*Information given*

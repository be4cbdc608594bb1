// -------------------------------------------------------------------------------------------------
//  Copyright (C) 2015-2025 Nautech Systems Pty Ltd. All rights reserved.
//  https://nautechsystems.io
//
//  Licensed under the GNU Lesser General Public License Version 3.0 (the "License");
//  You may not use this file except in compliance with the License.
//  You may obtain a copy of the License at https://www.gnu.org/licenses/lgpl-3.0.en.html
//
//  Unless required by applicable law or agreed to in writing, software
//  distributed under the License is distributed on an "AS IS" BASIS,
//  WITHOUT WARRANTIES OR CONDITIONS OF ANY KIND, either express or implied.
//  See the License for the specific language governing permissions and
//  limitations under the License.
// -------------------------------------------------------------------------------------------------

//! Symbol alias mapping between native BitMEX symbols and unified symbols.

use ahash::AHashMap;
use ustr::Ustr;

/// Maps native venue symbols onto unified lowercase symbols and back.
///
/// The mapping is treated as a pure function by the rest of the crate; a
/// disabled mapper passes the native symbol through (lowercased on the
/// unified side).
pub trait SymbolMapper: Send + Sync {
    /// Returns the unified symbol for a native symbol.
    fn unify(&self, native: &str) -> Ustr;

    /// Returns the alias set for a native symbol (unified symbol included).
    fn aliases(&self, native: &str) -> Vec<Ustr>;

    /// Returns the native symbol for a unified symbol, if known.
    fn native(&self, unified: &str) -> Option<Ustr>;
}

/// Static alias table for the common BitMEX perpetual contracts.
#[derive(Debug)]
pub struct BitmexSymbolMap {
    enabled: bool,
    to_unified: AHashMap<Ustr, Ustr>,
    to_native: AHashMap<Ustr, Ustr>,
}

const ALIASES: &[(&str, &str)] = &[
    ("XBTUSD", "btcusdt"),
    ("ETHUSD", "ethusdt"),
    ("SOLUSD", "solusdt"),
    ("XRPUSD", "xrpusdt"),
    ("ADAUSD", "adausdt"),
    ("LTCUSD", "ltcusdt"),
];

impl BitmexSymbolMap {
    /// Creates a new [`BitmexSymbolMap`] instance.
    #[must_use]
    pub fn new(enabled: bool) -> Self {
        let mut to_unified = AHashMap::with_capacity(ALIASES.len());
        let mut to_native = AHashMap::with_capacity(ALIASES.len() * 2);

        for (native, unified) in ALIASES {
            let native = Ustr::from(native);
            let unified = Ustr::from(unified);
            to_unified.insert(native, unified);
            to_native.insert(unified, native);
            to_native.insert(Ustr::from(&format!("{unified}.perp")), native);
        }

        Self {
            enabled,
            to_unified,
            to_native,
        }
    }
}

impl Default for BitmexSymbolMap {
    fn default() -> Self {
        Self::new(true)
    }
}

impl SymbolMapper for BitmexSymbolMap {
    fn unify(&self, native: &str) -> Ustr {
        if self.enabled
            && let Some(unified) = self.to_unified.get(&Ustr::from(native))
        {
            return *unified;
        }
        Ustr::from(&native.to_ascii_lowercase())
    }

    fn aliases(&self, native: &str) -> Vec<Ustr> {
        let unified = self.unify(native);
        if self.enabled && self.to_unified.contains_key(&Ustr::from(native)) {
            vec![unified, Ustr::from(&format!("{unified}.perp"))]
        } else {
            vec![unified]
        }
    }

    fn native(&self, unified: &str) -> Option<Ustr> {
        if self.enabled {
            self.to_native.get(&Ustr::from(unified)).copied()
        } else {
            Some(Ustr::from(&unified.to_ascii_uppercase()))
        }
    }
}

////////////////////////////////////////////////////////////////////////////////
// Tests
////////////////////////////////////////////////////////////////////////////////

*What is expected*
Reproduce all entries exactly, leaving each one whole.

*Finished exercise*
repository be4cbdc608594bb1
// -------------------------------------------------------------------------------------------------
//  Copyright (C) 2015-2025 Nautech Systems Pty Ltd. All rights reserved.
//  https://nautechsystems.io
//
//  Licensed under the GNU Lesser General Public License Version 3.0 (the "License");
//  You may not use this file except in compliance with the License.
//  You may obtain a copy of the License at https://www.gnu.org/licenses/lgpl-3.0.en.html
//
//  Unless required by applicable law or agreed to in writing, software
//  distributed under the License is distributed on an "AS IS" BASIS,
//  WITHOUT WARRANTIES OR CONDITIONS OF ANY KIND, either express or implied.
//  See the License for the specific language governing permissions and
//  limitations under the License.
// -------------------------------------------------------------------------------------------------

//! Symbol alias mapping between native BitMEX symbols and unified symbols.

use ahash::AHashMap;
use ustr::Ustr;

/// Maps native venue symbols onto unified lowercase symbols and back.
///
/// The mapping is treated as a pure function by the rest of the crate; a
/// disabled mapper passes the native symbol through (lowercased on the
/// unified side).
pub trait SymbolMapper: Send + Sync {
    /// Returns the unified symbol for a native symbol.
    fn unify(&self, native: &str) -> Ustr;

    /// Returns the alias set for a native symbol (unified symbol included).
    fn aliases(&self, native: &str) -> Vec<Ustr>;

    /// Returns the native symbol for a unified symbol, if known.
    fn native(&self, unified: &str) -> Option<Ustr>;
}

/// Static alias table for the common BitMEX perpetual contracts.
#[derive(Debug)]
pub struct BitmexSymbolMap {
    enabled: bool,
    to_unified: AHashMap<Ustr, Ustr>,
    to_native: AHashMap<Ustr, Ustr>,
}

const ALIASES: &[(&str, &str)] = &[
    ("XBTUSD", "btcusdt"),
    ("ETHUSD", "ethusdt"),
    ("SOLUSD", "solusdt"),
    ("XRPUSD", "xrpusdt"),
    ("ADAUSD", "adausdt"),
    ("LTCUSD", "ltcusdt"),
];

impl BitmexSymbolMap {
    /// Creates a new [`BitmexSymbolMap`] instance.
    #[must_use]
    pub fn new(enabled: bool) -> Self {
        let mut to_unified = AHashMap::with_capacity(ALIASES.len());
        let mut to_native = AHashMap::with_capacity(ALIASES.len() * 2);

        for (native, unified) in ALIASES {
            let native = Ustr::from(native);
            let unified = Ustr::from(unified);
            to_unified.insert(native, unified);
            to_native.insert(unified, native);
            to_native.insert(Ustr::from(&format!("{unified}.perp")), native);
        }

        Self {
            enabled,
            to_unified,
            to_native,
        }
    }
}

impl Default for BitmexSymbolMap {
    fn default() -> Self {
        Self::new(true)
    }
}

impl SymbolMapper for BitmexSymbolMap {
    fn unify(&self, native: &str) -> Ustr {
        if self.enabled
            && let Some(unified) = self.to_unified.get(&Ustr::from(native))
        {
            return *unified;
        }
        Ustr::from(&native.to_ascii_lowercase())
    }

    fn aliases(&self, native: &str) -> Vec<Ustr> {
        let unified = self.unify(native);
        if self.enabled && self.to_unified.contains_key(&Ustr::from(native)) {
            vec![unified, Ustr::from(&format!("{unified}.perp"))]
        } else {
            vec![unified]
        }
    }

    fn native(&self, unified: &str) -> Option<Ustr> {
        if self.enabled {
            self.to_native.get(&Ustr::from(unified)).copied()
        } else {
            Some(Ustr::from(&unified.to_ascii_uppercase()))
        }
    }
}

////////////////////////////////////////////////////////////////////////////////
// Tests
////////////////////////////////////////////////////////////////////////////////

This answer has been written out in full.